The whole listing is to be returned exactly.

───

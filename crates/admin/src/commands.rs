//! Command handlers. Each writes its result as JSON to `out` and returns the
//! process exit status.

use std::io::Write;
use std::path::Path;

use anyhow::{Context, Result};
use serde::Serialize;

use catalog_client::{CatalogClient, ProductSink, SubmitGate, SubmitOutcome, Updated, submit_form};
use catalog_core::{BrandId, ProductCode, TypeId};
use catalog_products::{VariantForm, VariantRecord, filter_by_name};

use crate::cli::{ProductAction, TaxonomyAction};

pub const EXIT_OK: u8 = 0;
/// The draft failed validation; the keyed errors were written to `out`.
pub const EXIT_INVALID: u8 = 2;

pub async fn product_types(
    client: &CatalogClient,
    action: TaxonomyAction,
    out: &mut impl Write,
) -> Result<u8> {
    match action {
        TaxonomyAction::List { keyword, search } => {
            let all = client.list_product_types(&keyword).await?;
            write_json(out, &filter_by_name(&all, search.as_deref().unwrap_or_default()))?;
        }
        TaxonomyAction::Create { name } => {
            let created = client.create_product_type(&name).await?;
            tracing::info!(id = %created.id, "product type created");
            write_json(out, &created)?;
        }
        TaxonomyAction::Update { id, name } => {
            match client.update_product_type(TypeId::new(id), &name).await? {
                Updated::Entity(updated) => write_json(out, &updated)?,
                Updated::NoContent => write_json(out, &client.list_product_types("").await?)?,
            }
            tracing::info!(%id, "product type updated");
        }
        TaxonomyAction::Delete { id } => {
            client.delete_product_type(TypeId::new(id)).await?;
            tracing::info!(%id, "product type deleted");
        }
    }
    Ok(EXIT_OK)
}

pub async fn brands(
    client: &CatalogClient,
    action: TaxonomyAction,
    out: &mut impl Write,
) -> Result<u8> {
    match action {
        TaxonomyAction::List { keyword, search } => {
            let all = client.list_brands(&keyword).await?;
            write_json(out, &filter_by_name(&all, search.as_deref().unwrap_or_default()))?;
        }
        TaxonomyAction::Create { name } => {
            let created = client.create_brand(&name).await?;
            tracing::info!(id = %created.id, "brand created");
            write_json(out, &created)?;
        }
        TaxonomyAction::Update { id, name } => {
            match client.update_brand(BrandId::new(id), &name).await? {
                Updated::Entity(updated) => write_json(out, &updated)?,
                Updated::NoContent => write_json(out, &client.list_brands("").await?)?,
            }
            tracing::info!(%id, "brand updated");
        }
        TaxonomyAction::Delete { id } => {
            client.delete_brand(BrandId::new(id)).await?;
            tracing::info!(%id, "brand deleted");
        }
    }
    Ok(EXIT_OK)
}

pub async fn product<S: ProductSink + ?Sized>(
    sink: &S,
    gate: &SubmitGate,
    action: ProductAction,
    out: &mut impl Write,
) -> Result<u8> {
    match action {
        ProductAction::Init { id, records } => {
            let id: ProductCode = id.parse()?;
            let records: Vec<VariantRecord> = match records {
                Some(path) => read_json(&path)?,
                None => Vec::new(),
            };
            write_json(out, &VariantForm::initialize(id, &records))?;
            Ok(EXIT_OK)
        }
        ProductAction::Edit { draft, dry_run } => {
            let form: VariantForm = read_json(&draft)?;
            if dry_run {
                return Ok(match form.build_submission() {
                    Ok(request) => {
                        write_json(out, &request.to_items())?;
                        EXIT_OK
                    }
                    Err(errors) => {
                        write_json(out, &errors)?;
                        EXIT_INVALID
                    }
                });
            }

            match submit_form(sink, &form, gate).await {
                SubmitOutcome::Submitted(request) => {
                    write_json(out, &request.to_items())?;
                    Ok(EXIT_OK)
                }
                SubmitOutcome::Invalid(errors) => {
                    write_json(out, &errors)?;
                    Ok(EXIT_INVALID)
                }
                SubmitOutcome::Busy => anyhow::bail!("a submission is already in progress"),
                SubmitOutcome::Failed(notice) => anyhow::bail!(notice.message),
            }
        }
    }
}

fn read_json<T: serde::de::DeserializeOwned>(path: &Path) -> Result<T> {
    let raw = std::fs::read_to_string(path)
        .with_context(|| format!("failed to read {}", path.display()))?;
    serde_json::from_str(&raw).with_context(|| format!("{} is not valid JSON", path.display()))
}

fn write_json<T: Serialize + ?Sized>(out: &mut impl Write, value: &T) -> Result<()> {
    serde_json::to_writer_pretty(&mut *out, value)?;
    writeln!(out)?;
    Ok(())
}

───

## Exercise output
filename crates/admin/src/commands.rs
//! Command handlers. Each writes its result as JSON to `out` and returns the
//! process exit status.

use std::io::Write;
use std::path::Path;

use anyhow::{Context, Result};
use serde::Serialize;

use catalog_client::{CatalogClient, ProductSink, SubmitGate, SubmitOutcome, Updated, submit_form};
use catalog_core::{BrandId, ProductCode, TypeId};
use catalog_products::{VariantForm, VariantRecord, filter_by_name};

use crate::cli::{ProductAction, TaxonomyAction};

pub const EXIT_OK: u8 = 0;
/// The draft failed validation; the keyed errors were written to `out`.
pub const EXIT_INVALID: u8 = 2;

pub async fn product_types(
    client: &CatalogClient,
    action: TaxonomyAction,
    out: &mut impl Write,
) -> Result<u8> {
    match action {
        TaxonomyAction::List { keyword, search } => {
            let all = client.list_product_types(&keyword).await?;
            write_json(out, &filter_by_name(&all, search.as_deref().unwrap_or_default()))?;
        }
        TaxonomyAction::Create { name } => {
            let created = client.create_product_type(&name).await?;
            tracing::info!(id = %created.id, "product type created");
            write_json(out, &created)?;
        }
        TaxonomyAction::Update { id, name } => {
            match client.update_product_type(TypeId::new(id), &name).await? {
                Updated::Entity(updated) => write_json(out, &updated)?,
                Updated::NoContent => write_json(out, &client.list_product_types("").await?)?,
            }
            tracing::info!(%id, "product type updated");
        }
        TaxonomyAction::Delete { id } => {
            client.delete_product_type(TypeId::new(id)).await?;
            tracing::info!(%id, "product type deleted");
        }
    }
    Ok(EXIT_OK)
}

pub async fn brands(
    client: &CatalogClient,
    action: TaxonomyAction,
    out: &mut impl Write,
) -> Result<u8> {
    match action {
        TaxonomyAction::List { keyword, search } => {
            let all = client.list_brands(&keyword).await?;
            write_json(out, &filter_by_name(&all, search.as_deref().unwrap_or_default()))?;
        }
        TaxonomyAction::Create { name } => {
            let created = client.create_brand(&name).await?;
            tracing::info!(id = %created.id, "brand created");
            write_json(out, &created)?;
        }
        TaxonomyAction::Update { id, name } => {
            match client.update_brand(BrandId::new(id), &name).await? {
                Updated::Entity(updated) => write_json(out, &updated)?,
                Updated::NoContent => write_json(out, &client.list_brands("").await?)?,
            }
            tracing::info!(%id, "brand updated");
        }
        TaxonomyAction::Delete { id } => {
            client.delete_brand(BrandId::new(id)).await?;
            tracing::info!(%id, "brand deleted");
        }
    }
    Ok(EXIT_OK)
}

pub async fn product<S: ProductSink + ?Sized>(
    sink: &S,
    gate: &SubmitGate,
    action: ProductAction,
    out: &mut impl Write,
) -> Result<u8> {
    match action {
        ProductAction::Init { id, records } => {
            let id: ProductCode = id.parse()?;
            let records: Vec<VariantRecord> = match records {
                Some(path) => read_json(&path)?,
                None => Vec::new(),
            };
            write_json(out, &VariantForm::initialize(id, &records))?;
            Ok(EXIT_OK)
        }
        ProductAction::Edit { draft, dry_run } => {
            let form: VariantForm = read_json(&draft)?;
            if dry_run {
                return Ok(match form.build_submission() {
                    Ok(request) => {
                        write_json(out, &request.to_items())?;
                        EXIT_OK
                    }
                    Err(errors) => {
                        write_json(out, &errors)?;
                        EXIT_INVALID
                    }
                });
            }

            match submit_form(sink, &form, gate).await {
                SubmitOutcome::Submitted(request) => {
                    write_json(out, &request.to_items())?;
                    Ok(EXIT_OK)
                }
                SubmitOutcome::Invalid(errors) => {
                    write_json(out, &errors)?;
                    Ok(EXIT_INVALID)
                }
                SubmitOutcome::Busy => anyhow::bail!("a submission is already in progress"),
                SubmitOutcome::Failed(notice) => anyhow::bail!(notice.message),
            }
        }
    }
}

fn read_json<T: serde::de::DeserializeOwned>(path: &Path) -> Result<T> {
    let raw = std::fs::read_to_string(path)
        .with_context(|| format!("failed to read {}", path.display()))?;
    serde_json::from_str(&raw).with_context(|| format!("{} is not valid JSON", path.display()))
}

fn write_json<T: Serialize + ?Sized>(out: &mut impl Write, value: &T) -> Result<()> {
    serde_json::to_writer_pretty(&mut *out, value)?;
    writeln!(out)?;
    Ok(())
}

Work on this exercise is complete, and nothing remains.